[Stored data entries]
══════════════════════════════

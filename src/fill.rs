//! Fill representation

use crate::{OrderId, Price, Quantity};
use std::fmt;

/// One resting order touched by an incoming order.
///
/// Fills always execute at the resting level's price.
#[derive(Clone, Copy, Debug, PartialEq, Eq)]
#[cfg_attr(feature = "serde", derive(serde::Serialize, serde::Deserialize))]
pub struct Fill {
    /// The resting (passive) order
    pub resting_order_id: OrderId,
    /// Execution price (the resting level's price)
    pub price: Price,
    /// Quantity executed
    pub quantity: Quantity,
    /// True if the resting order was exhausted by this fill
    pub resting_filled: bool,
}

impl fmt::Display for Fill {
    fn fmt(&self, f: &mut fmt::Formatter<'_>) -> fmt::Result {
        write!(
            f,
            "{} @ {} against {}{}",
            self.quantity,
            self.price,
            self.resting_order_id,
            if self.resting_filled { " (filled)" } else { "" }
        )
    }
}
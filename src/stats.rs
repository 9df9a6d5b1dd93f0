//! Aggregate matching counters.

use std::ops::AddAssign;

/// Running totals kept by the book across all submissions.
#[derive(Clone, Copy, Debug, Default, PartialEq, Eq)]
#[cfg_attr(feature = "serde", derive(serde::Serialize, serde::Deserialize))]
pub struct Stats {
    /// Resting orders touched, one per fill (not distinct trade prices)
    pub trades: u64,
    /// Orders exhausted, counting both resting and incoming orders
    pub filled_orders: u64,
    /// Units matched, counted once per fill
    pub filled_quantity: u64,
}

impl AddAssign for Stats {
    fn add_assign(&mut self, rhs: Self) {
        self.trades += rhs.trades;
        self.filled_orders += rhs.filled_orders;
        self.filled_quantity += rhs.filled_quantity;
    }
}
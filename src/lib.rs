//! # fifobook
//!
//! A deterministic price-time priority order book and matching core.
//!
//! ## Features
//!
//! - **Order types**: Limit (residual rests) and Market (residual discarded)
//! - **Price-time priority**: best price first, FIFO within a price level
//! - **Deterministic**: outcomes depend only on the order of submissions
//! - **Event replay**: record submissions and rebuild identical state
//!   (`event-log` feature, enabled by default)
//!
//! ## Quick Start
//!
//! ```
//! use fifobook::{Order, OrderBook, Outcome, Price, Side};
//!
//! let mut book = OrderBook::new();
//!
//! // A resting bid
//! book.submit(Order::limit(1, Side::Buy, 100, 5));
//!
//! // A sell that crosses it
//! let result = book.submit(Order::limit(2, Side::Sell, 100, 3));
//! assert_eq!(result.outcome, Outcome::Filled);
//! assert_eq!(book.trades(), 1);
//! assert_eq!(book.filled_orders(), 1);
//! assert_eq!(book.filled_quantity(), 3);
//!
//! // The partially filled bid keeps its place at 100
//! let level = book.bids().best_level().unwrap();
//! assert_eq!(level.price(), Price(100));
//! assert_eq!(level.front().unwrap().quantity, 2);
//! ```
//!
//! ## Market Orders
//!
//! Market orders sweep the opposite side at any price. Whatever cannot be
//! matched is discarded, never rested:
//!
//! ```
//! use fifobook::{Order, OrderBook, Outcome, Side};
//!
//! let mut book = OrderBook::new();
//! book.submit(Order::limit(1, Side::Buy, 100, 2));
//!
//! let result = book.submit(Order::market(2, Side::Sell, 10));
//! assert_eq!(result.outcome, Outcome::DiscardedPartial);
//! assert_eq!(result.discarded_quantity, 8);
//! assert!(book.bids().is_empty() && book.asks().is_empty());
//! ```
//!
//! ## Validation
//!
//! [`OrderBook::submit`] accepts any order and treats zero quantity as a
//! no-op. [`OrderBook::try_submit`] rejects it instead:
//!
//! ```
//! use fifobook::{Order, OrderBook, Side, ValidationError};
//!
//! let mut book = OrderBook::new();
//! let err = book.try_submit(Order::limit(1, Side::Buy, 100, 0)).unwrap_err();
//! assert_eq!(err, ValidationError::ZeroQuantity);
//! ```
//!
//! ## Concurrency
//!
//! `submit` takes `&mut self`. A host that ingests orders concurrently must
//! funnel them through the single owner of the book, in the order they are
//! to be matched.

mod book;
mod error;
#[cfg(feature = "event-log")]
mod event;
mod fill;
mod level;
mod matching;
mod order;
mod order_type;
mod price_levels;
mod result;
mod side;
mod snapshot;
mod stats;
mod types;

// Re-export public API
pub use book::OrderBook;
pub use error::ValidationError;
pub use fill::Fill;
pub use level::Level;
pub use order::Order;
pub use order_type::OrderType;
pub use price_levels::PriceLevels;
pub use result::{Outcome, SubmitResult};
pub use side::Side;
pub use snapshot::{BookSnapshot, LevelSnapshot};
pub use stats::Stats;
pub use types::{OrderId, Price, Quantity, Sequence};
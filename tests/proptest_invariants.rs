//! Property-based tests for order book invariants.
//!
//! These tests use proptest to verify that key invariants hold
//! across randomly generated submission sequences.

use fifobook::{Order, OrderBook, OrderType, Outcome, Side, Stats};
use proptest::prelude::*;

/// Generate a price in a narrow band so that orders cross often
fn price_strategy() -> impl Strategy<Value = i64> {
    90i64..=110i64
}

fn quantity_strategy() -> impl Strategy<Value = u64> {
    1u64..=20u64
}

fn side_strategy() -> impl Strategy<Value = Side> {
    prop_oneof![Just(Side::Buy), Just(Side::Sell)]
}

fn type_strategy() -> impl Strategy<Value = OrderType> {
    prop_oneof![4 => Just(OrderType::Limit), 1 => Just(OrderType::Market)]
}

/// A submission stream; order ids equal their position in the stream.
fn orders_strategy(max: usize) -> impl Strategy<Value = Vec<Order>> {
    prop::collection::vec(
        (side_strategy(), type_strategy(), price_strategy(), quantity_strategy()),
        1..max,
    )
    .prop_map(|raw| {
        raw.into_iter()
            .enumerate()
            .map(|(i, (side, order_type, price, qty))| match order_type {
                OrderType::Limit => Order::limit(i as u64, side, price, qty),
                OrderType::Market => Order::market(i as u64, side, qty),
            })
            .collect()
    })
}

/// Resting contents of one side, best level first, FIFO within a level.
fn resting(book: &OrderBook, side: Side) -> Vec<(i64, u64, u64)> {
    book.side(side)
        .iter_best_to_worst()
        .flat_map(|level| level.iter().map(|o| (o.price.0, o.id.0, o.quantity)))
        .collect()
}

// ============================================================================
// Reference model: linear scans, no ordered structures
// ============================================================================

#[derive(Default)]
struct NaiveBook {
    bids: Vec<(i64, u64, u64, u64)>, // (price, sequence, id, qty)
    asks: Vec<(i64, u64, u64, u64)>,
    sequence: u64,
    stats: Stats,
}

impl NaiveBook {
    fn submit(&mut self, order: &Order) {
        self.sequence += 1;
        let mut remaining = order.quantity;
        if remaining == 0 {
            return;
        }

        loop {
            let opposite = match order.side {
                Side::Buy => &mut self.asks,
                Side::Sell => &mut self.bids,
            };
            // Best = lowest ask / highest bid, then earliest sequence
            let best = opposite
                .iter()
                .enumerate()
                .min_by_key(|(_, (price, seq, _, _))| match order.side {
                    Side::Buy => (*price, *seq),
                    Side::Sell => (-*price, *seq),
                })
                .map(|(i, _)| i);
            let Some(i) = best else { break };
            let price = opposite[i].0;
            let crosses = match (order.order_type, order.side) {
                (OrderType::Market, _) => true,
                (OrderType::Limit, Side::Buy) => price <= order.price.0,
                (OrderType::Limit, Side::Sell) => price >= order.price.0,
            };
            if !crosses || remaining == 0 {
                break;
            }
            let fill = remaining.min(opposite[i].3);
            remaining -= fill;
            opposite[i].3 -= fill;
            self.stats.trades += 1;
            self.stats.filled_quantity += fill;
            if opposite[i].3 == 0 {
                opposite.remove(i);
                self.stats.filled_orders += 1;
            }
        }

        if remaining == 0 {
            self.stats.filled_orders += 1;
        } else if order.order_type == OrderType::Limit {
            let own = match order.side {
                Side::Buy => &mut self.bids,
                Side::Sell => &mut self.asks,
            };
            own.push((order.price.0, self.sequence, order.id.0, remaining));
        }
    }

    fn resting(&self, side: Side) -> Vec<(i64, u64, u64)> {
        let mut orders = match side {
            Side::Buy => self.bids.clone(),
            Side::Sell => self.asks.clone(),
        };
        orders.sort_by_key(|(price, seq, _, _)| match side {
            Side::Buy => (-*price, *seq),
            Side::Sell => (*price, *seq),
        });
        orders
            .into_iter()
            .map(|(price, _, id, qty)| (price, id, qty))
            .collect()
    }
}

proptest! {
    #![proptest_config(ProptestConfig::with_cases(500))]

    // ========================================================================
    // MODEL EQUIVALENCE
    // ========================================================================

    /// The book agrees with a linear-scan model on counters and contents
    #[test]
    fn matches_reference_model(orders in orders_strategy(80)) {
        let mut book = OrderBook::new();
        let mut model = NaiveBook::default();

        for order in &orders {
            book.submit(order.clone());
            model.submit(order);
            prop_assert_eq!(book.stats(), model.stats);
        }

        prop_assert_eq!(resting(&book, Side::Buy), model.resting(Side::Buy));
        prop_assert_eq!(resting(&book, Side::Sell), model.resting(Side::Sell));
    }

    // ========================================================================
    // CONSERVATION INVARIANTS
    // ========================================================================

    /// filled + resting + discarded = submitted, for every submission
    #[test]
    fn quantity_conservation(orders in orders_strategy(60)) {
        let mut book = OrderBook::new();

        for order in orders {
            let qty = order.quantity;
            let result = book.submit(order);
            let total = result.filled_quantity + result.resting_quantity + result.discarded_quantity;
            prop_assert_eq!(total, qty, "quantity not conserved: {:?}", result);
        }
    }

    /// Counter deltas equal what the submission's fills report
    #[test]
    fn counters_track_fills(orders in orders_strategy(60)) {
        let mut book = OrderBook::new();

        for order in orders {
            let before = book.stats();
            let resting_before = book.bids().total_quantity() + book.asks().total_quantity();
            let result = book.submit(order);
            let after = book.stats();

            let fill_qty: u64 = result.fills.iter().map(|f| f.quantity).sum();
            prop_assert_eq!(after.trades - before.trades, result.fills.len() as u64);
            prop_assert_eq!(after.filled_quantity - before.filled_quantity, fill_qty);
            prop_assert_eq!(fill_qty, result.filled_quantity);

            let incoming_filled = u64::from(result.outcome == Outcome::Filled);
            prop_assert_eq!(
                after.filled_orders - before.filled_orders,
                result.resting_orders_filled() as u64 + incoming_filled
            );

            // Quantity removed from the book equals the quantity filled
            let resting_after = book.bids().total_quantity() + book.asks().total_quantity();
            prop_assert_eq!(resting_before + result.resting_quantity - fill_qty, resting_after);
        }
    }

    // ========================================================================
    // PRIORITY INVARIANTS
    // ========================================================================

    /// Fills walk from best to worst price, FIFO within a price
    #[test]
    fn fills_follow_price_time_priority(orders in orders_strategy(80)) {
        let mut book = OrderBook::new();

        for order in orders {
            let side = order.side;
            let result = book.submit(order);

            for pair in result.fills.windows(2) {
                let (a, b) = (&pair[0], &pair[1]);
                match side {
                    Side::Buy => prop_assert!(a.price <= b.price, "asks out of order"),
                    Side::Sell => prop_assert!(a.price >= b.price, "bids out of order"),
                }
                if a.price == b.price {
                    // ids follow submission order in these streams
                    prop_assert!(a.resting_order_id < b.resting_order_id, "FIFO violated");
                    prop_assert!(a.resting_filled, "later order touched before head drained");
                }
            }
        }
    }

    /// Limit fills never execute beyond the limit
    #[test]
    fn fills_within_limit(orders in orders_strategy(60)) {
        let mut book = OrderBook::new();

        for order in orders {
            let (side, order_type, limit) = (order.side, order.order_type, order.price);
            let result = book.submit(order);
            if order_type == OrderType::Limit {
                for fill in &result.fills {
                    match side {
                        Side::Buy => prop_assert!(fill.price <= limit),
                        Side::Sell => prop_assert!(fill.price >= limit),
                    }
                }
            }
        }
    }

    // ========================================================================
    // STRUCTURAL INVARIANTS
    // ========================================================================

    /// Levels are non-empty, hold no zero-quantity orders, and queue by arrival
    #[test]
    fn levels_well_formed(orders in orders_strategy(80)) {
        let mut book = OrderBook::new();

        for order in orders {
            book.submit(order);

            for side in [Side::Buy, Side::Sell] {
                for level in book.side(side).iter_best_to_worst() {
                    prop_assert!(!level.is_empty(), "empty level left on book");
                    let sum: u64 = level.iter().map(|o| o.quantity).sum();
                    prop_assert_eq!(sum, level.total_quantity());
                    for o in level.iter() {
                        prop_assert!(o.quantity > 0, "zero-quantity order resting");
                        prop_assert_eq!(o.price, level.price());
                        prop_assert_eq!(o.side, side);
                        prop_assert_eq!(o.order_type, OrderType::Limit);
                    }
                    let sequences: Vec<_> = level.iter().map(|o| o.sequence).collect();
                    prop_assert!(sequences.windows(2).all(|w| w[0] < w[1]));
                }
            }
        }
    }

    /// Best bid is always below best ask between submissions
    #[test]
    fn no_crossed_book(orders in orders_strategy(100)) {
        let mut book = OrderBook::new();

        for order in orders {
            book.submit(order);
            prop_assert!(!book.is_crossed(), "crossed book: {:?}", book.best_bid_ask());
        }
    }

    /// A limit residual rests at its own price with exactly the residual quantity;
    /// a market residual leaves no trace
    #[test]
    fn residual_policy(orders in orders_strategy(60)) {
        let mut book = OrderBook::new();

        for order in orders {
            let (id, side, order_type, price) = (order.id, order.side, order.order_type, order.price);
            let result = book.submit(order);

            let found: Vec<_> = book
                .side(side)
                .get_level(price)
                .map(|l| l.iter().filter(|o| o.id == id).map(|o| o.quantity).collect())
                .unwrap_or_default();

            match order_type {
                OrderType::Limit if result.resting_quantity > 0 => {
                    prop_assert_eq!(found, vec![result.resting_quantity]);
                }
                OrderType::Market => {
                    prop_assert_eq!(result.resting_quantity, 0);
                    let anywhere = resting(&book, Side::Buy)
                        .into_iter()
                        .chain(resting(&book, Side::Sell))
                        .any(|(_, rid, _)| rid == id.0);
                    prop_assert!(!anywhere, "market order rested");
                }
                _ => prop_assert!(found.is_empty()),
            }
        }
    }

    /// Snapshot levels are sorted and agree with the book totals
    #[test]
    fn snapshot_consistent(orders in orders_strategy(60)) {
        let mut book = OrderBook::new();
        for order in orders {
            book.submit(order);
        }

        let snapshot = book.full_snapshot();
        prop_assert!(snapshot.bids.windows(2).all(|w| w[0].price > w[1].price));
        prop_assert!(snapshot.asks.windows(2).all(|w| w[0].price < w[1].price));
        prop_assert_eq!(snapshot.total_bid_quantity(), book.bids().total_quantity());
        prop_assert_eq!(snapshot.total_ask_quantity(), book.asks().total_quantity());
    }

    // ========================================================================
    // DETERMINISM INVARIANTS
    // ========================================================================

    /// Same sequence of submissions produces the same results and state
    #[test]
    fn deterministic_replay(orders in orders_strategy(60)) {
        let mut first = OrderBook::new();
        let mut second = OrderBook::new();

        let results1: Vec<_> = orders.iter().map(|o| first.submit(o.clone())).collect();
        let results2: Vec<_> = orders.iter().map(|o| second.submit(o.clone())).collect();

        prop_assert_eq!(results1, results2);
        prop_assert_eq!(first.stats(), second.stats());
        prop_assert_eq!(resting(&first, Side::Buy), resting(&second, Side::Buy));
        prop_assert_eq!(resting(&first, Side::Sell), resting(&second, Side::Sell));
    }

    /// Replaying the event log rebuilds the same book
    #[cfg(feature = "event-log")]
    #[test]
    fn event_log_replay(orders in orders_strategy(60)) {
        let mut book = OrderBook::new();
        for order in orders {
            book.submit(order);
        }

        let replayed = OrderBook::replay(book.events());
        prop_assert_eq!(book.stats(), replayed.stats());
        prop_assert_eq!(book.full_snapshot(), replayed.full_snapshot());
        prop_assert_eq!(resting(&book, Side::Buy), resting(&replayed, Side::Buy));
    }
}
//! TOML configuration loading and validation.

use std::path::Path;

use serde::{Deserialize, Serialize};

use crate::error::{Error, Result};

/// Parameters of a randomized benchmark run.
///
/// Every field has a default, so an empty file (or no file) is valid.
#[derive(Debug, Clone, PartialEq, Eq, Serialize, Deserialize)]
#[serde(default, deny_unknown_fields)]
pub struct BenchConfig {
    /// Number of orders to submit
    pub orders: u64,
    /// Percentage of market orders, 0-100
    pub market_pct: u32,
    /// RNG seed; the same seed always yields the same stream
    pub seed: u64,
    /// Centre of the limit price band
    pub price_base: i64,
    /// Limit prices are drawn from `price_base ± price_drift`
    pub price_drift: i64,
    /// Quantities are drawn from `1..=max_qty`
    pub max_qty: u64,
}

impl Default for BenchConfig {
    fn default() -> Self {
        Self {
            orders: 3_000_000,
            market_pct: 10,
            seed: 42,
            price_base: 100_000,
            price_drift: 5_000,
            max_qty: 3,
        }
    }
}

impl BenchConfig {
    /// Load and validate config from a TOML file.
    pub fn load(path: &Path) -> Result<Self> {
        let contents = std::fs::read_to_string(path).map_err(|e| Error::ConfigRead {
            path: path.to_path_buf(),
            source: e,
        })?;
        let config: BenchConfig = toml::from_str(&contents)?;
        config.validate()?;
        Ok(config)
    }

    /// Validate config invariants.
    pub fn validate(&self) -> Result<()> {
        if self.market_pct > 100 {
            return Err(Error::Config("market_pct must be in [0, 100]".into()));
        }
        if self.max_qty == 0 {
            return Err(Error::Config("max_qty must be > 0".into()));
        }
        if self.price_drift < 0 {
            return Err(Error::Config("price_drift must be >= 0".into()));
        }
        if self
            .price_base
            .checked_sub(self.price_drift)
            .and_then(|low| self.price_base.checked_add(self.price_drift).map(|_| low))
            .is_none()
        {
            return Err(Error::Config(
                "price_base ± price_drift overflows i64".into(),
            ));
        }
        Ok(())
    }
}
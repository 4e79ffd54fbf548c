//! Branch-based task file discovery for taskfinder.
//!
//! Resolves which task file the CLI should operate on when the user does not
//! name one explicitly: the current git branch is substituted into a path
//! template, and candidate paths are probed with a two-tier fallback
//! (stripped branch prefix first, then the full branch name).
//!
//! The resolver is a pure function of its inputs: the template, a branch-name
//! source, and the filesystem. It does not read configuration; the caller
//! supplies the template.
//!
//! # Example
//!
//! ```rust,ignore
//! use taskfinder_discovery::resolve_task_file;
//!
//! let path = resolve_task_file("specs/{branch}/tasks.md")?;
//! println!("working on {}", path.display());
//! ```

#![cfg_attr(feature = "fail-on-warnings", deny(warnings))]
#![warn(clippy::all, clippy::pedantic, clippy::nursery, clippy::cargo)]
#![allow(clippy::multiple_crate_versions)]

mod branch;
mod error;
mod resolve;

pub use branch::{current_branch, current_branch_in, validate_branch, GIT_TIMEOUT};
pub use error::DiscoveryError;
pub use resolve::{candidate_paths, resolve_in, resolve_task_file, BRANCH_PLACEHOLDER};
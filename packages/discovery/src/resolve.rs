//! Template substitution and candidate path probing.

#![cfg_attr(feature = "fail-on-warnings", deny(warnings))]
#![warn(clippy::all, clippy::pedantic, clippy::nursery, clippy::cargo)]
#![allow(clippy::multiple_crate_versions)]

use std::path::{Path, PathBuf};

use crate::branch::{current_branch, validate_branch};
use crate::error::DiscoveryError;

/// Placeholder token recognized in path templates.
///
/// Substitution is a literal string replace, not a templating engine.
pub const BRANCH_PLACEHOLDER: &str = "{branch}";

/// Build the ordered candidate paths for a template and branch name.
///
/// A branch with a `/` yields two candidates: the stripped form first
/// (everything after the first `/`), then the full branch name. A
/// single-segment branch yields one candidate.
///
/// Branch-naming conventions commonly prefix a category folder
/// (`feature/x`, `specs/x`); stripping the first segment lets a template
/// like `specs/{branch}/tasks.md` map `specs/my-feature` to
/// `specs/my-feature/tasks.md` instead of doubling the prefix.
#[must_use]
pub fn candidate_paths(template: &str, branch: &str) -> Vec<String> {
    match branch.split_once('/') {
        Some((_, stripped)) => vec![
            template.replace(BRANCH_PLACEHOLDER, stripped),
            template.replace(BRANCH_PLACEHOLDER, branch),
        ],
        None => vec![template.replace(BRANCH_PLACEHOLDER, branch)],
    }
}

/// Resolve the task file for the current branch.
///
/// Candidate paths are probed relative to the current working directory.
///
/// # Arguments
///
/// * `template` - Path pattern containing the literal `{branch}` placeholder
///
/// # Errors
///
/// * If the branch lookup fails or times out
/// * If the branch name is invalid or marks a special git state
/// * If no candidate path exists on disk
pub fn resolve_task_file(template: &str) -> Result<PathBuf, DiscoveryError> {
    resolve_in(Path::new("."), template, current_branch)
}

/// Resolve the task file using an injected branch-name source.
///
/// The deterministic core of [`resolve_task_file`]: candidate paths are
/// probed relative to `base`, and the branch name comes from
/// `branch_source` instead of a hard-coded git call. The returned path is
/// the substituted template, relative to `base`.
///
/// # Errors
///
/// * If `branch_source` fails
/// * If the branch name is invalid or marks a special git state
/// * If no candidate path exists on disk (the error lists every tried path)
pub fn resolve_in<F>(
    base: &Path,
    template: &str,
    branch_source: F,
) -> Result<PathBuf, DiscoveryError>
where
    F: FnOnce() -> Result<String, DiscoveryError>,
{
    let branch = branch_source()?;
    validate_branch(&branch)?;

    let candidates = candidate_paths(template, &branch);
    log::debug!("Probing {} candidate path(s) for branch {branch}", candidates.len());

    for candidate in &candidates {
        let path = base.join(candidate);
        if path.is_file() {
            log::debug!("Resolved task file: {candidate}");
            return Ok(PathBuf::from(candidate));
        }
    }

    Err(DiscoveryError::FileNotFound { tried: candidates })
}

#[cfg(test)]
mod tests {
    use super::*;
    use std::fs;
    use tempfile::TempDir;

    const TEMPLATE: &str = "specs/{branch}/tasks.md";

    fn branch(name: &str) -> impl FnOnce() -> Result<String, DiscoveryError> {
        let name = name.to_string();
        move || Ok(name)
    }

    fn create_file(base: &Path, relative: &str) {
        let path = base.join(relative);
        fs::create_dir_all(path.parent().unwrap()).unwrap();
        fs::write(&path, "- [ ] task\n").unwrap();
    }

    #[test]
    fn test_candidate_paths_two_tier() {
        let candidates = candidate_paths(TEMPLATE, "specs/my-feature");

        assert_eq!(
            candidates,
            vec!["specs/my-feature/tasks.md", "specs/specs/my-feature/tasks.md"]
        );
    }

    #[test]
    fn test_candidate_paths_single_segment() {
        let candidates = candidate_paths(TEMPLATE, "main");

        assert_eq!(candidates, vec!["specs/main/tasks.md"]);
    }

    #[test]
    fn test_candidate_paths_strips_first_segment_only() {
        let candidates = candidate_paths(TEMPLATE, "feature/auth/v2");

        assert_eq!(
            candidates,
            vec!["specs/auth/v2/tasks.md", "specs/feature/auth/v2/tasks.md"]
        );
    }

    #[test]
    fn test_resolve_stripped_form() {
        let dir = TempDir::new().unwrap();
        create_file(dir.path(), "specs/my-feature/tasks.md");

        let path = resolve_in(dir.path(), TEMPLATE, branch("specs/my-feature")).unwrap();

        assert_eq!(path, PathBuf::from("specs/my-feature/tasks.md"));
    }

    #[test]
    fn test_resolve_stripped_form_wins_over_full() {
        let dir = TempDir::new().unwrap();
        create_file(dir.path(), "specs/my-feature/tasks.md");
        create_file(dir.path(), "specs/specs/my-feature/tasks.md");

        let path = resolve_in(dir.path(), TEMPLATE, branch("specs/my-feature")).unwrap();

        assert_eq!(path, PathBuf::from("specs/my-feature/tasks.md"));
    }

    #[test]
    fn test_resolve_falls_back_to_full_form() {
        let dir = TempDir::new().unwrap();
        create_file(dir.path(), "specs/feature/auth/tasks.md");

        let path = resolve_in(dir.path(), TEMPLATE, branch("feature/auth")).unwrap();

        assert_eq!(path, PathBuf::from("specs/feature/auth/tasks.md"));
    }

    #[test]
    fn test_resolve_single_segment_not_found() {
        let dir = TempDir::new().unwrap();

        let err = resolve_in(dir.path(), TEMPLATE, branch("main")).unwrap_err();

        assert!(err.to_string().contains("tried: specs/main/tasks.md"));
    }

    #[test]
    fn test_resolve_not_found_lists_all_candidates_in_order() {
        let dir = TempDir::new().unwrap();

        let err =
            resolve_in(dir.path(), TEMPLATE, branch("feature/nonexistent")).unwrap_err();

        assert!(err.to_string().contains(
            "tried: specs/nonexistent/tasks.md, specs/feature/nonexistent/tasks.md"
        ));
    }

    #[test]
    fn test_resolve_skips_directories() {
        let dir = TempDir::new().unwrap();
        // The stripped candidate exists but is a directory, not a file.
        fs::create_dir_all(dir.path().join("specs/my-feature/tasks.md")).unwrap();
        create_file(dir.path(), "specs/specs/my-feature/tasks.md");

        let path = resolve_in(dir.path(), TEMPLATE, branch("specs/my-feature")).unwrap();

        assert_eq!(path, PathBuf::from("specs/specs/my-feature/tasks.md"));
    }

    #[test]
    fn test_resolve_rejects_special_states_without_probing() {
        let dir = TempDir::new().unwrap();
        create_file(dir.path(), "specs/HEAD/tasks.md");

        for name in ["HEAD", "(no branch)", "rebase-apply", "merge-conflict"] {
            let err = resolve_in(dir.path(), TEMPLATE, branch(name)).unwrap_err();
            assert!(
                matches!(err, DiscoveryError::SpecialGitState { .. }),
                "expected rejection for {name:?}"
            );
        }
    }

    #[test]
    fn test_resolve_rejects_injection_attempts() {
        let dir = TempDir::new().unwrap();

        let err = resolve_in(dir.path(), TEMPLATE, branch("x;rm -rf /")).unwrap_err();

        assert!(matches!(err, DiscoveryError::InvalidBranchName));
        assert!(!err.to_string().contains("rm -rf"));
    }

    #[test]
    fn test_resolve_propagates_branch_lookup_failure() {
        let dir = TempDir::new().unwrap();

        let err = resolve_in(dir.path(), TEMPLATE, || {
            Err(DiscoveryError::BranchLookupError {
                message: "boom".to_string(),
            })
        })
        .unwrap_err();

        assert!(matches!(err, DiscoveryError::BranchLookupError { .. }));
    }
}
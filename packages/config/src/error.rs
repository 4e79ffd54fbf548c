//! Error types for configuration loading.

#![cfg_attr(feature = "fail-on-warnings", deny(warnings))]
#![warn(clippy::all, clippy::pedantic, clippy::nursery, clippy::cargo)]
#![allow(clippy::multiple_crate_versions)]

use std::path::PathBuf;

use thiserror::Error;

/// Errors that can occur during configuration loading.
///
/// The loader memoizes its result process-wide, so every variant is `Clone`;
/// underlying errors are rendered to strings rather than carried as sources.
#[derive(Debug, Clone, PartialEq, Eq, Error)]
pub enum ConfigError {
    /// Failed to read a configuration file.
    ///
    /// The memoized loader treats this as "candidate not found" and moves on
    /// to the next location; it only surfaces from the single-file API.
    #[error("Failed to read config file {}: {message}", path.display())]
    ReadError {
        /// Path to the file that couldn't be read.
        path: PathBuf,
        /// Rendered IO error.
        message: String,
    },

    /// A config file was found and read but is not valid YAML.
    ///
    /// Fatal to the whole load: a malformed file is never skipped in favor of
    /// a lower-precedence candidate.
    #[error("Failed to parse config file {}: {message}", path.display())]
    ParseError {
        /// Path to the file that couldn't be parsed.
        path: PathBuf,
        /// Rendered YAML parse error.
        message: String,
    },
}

══════════════════════════════

The lines needed are the ones from the first line of the entries through the line that contains "filename src/stats.rs", given again without any change.

filename src/fill.rs
//! Fill representation

use crate::{OrderId, Price, Quantity};
use std::fmt;

/// One resting order touched by an incoming order.
///
/// Fills always execute at the resting level's price.
#[derive(Clone, Copy, Debug, PartialEq, Eq)]
#[cfg_attr(feature = "serde", derive(serde::Serialize, serde::Deserialize))]
pub struct Fill {
    /// The resting (passive) order
    pub resting_order_id: OrderId,
    /// Execution price (the resting level's price)
    pub price: Price,
    /// Quantity executed
    pub quantity: Quantity,
    /// True if the resting order was exhausted by this fill
    pub resting_filled: bool,
}

impl fmt::Display for Fill {
    fn fmt(&self, f: &mut fmt::Formatter<'_>) -> fmt::Result {
        write!(
            f,
            "{} @ {} against {}{}",
            self.quantity,
            self.price,
            self.resting_order_id,
            if self.resting_filled { " (filled)" } else { "" }
        )
    }
}
filename src/stats.rs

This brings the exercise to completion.